_To do_: For the material that follows, list every line containing the word "join".

_Material for this task_:
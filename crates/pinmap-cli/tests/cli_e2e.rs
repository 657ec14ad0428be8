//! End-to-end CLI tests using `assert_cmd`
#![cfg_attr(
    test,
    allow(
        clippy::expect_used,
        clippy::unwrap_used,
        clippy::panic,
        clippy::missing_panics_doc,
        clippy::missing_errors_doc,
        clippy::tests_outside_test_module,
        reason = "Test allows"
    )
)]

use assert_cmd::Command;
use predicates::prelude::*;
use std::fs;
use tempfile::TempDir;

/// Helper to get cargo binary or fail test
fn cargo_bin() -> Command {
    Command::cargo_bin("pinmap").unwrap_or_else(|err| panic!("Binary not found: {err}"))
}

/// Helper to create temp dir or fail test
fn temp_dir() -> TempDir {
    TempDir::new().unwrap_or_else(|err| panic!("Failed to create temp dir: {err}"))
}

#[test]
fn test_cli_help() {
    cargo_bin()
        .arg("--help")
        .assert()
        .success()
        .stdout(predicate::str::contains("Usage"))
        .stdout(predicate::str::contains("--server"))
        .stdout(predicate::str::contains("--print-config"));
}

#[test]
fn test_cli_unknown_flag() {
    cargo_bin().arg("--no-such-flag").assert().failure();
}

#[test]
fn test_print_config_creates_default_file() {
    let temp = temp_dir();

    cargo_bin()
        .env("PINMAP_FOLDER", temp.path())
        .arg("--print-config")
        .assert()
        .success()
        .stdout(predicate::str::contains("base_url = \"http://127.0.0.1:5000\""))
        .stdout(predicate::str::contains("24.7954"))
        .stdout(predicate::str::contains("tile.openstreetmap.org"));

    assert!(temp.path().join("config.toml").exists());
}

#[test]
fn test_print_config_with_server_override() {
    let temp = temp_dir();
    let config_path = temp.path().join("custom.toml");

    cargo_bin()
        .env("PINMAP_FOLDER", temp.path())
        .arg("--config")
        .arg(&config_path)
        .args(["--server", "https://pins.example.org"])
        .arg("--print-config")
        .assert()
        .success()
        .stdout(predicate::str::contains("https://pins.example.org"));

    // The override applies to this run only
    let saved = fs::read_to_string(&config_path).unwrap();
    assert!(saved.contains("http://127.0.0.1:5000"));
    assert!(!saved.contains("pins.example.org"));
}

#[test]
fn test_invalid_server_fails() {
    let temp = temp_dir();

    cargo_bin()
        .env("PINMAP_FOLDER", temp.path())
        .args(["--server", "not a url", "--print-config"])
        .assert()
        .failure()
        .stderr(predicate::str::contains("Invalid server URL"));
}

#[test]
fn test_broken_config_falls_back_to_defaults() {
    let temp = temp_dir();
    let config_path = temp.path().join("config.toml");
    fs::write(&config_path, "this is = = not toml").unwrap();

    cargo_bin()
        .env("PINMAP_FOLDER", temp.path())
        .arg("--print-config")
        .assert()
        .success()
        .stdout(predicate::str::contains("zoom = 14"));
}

_Answer section_:
    assert!(temp.path().join("config.toml").exists());
    let config_path = temp.path().join("custom.toml");
    let config_path = temp.path().join("config.toml");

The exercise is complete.